Our media environment today is largely the outcome of a process of technological development geared to creating new business opportunities through the internet. This (technological) business focus has had side-effects that are felt in societies throughout the world. These side-effects include the creation of polarizing ‘bubbles’ that are enhanced by social media algorithms, and those bubbles make possible the fabrication and spreading of lies and rumours for economic and political gain, as well as some features of datafication that contribute to increasing inequality (cf. Pariser, 2011). Methods of branding, propaganda and promotion are used by various actors, including terrorists. These tendencies obviously tie in with wider socio-historical, economic and political developments, and the aftermath of neoliberal global capitalism. In this book, however, we apply the lens of the media event.

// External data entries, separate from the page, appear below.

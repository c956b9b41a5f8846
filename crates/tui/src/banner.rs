use std::collections::HashMap;

use once_cell::sync::Lazy;

const GLYPH_HEIGHT: usize = 5;
const GLYPH_WIDTH: usize = 5;
const SPACING: usize = 1;
const FILL_CHAR: char = '█';
const SHADOW_CHAR: char = '▒';

type Glyph = [&'static str; GLYPH_HEIGHT];

static GLYPHS: Lazy<HashMap<char, Glyph>> = Lazy::new(|| {
    HashMap::from([
        ('A', [" ### ", "#   #", "#####", "#   #", "#   #"]),
        ('E', ["#####", "#    ", "#### ", "#    ", "#####"]),
        ('G', [" ####", "#    ", "#  ##", "#   #", " ### "]),
        ('H', ["#   #", "#   #", "#####", "#   #", "#   #"]),
        ('L', ["#    ", "#    ", "#    ", "#    ", "#####"]),
        ('M', ["#   #", "## ##", "# # #", "#   #", "#   #"]),
        ('O', [" ### ", "#   #", "#   #", "#   #", " ### "]),
        ('R', ["#### ", "#   #", "#### ", "#  # ", "#   #"]),
        ('U', ["#   #", "#   #", "#   #", "#   #", " ### "]),
        ('V', ["#   #", "#   #", "#   #", " # # ", "  #  "]),
        (' ', ["     ", "     ", "     ", "     ", "     "]),
    ])
});

/// Render `text` in the banner font with a one-cell drop shadow.
///
/// Characters without a glyph render as blanks.
pub fn render(text: &str) -> Vec<String> {
    let glyphs: Vec<&Glyph> = text
        .chars()
        .map(|ch| ch.to_ascii_uppercase())
        .filter_map(|ch| GLYPHS.get(&ch).or_else(|| GLYPHS.get(&' ')))
        .collect();
    if glyphs.is_empty() {
        return Vec::new();
    }

    let width = glyphs.len() * (GLYPH_WIDTH + SPACING) + 1;
    let mut canvas = vec![vec![' '; width]; GLYPH_HEIGHT + 1];
    for (index, glyph) in glyphs.iter().enumerate() {
        let x_offset = index * (GLYPH_WIDTH + SPACING);
        for (y, row) in glyph.iter().enumerate() {
            for (x, symbol) in row.chars().enumerate() {
                if symbol == '#' {
                    place(&mut canvas, y + 1, x_offset + x + 1, SHADOW_CHAR);
                    place(&mut canvas, y, x_offset + x, FILL_CHAR);
                }
            }
        }
    }

    canvas
        .into_iter()
        .map(|row| row.into_iter().collect::<String>().trim_end().to_string())
        .collect()
}

fn place(canvas: &mut [Vec<char>], y: usize, x: usize, ch: char) {
    let Some(cell) = canvas.get_mut(y).and_then(|row| row.get_mut(x)) else {
        return;
    };
    if *cell == ' ' || (*cell == SHADOW_CHAR && ch == FILL_CHAR) {
        *cell = ch;
    }
}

1.2. Towards Interdisciplinary Analysis of Media and Terrorism

Contemporary terrorist violence is a complicated and shifting area of study and discussion that is extensively covered in a range of disciplines in the social and political sciences (see, e.g., Kepel, 2017; Roy, 2016). There is also a body of literature that addresses the role of (journalistic) media in terrorism (see, e.g., Altheide, 1987; Kavoori & Fraley, 2006). The role of media in terrorism has attracted academic research interest for decades. Much of this work has focused on the contents, meanings and frames of (journalistic) media in their coverage of terrorism, be it in newspapers or television (for more on the study of media and terrorism, see, e.g., Archetti, 2012; Nacos, 2016).
The aim of this book is to advance our understanding of the relationship between media and terrorism in the contemporary hybrid media environment where hybrid media events escalate, circulate and cumulate. Our approach is inspired by several intellectual sources, including media anthropology, international communication and political communication, and recent discussions on media and social theory. We hope to be able to produce a map of the territory of hybrid media events of terrorist violence and provide new insights into the dynamics of the present media environment, which would help people and societies better comprehend what is at stake in these conflicts rather than escalate them.
Our analysis of the unfolding of the Charlie Hebdo attacks as a hybrid media event applies an approach that views media events as ruptures big enough in the ordinary flow of occurrences to create new meanings. In this process, we revisit some of the earlier historical, philosophical and sociological theorizing on events and bring them into a new type of dialogue with the line of media events research first initiated by Daniel Dayan and Elihu Katz in 1992. In this book, we argue for the necessity of looking more carefully into the interplay between the media environment and the dynamics of global imagination activated in a given context. We claim that understanding the hybridization of the present media environment is essential in order to grasp what is happening in today’s media events of terror and the global narratives that are told in those media-saturated events in the present digital age. But first, in order to set the framework for this book, we introduce and elaborate our understanding of two key concepts central to our analysis: hybrid and media event.

1.2.1. Hybrid

Although the concept of hybrid is enjoying current popularity in academic discourse, with numerous scholars in different fields expounding their ideas in relation to hybrid (see, e.g., AlSayyad, 2001; Smith & Leavy, 2009; Whatmore, 2002), the concept goes back quite some time. Roman statesman and philosopher Pliny the Elder (ad 79) used the concept to describe bizarre creatures from far and exotic lands, part animal and part-human (Chadwick, 2013, p. 8).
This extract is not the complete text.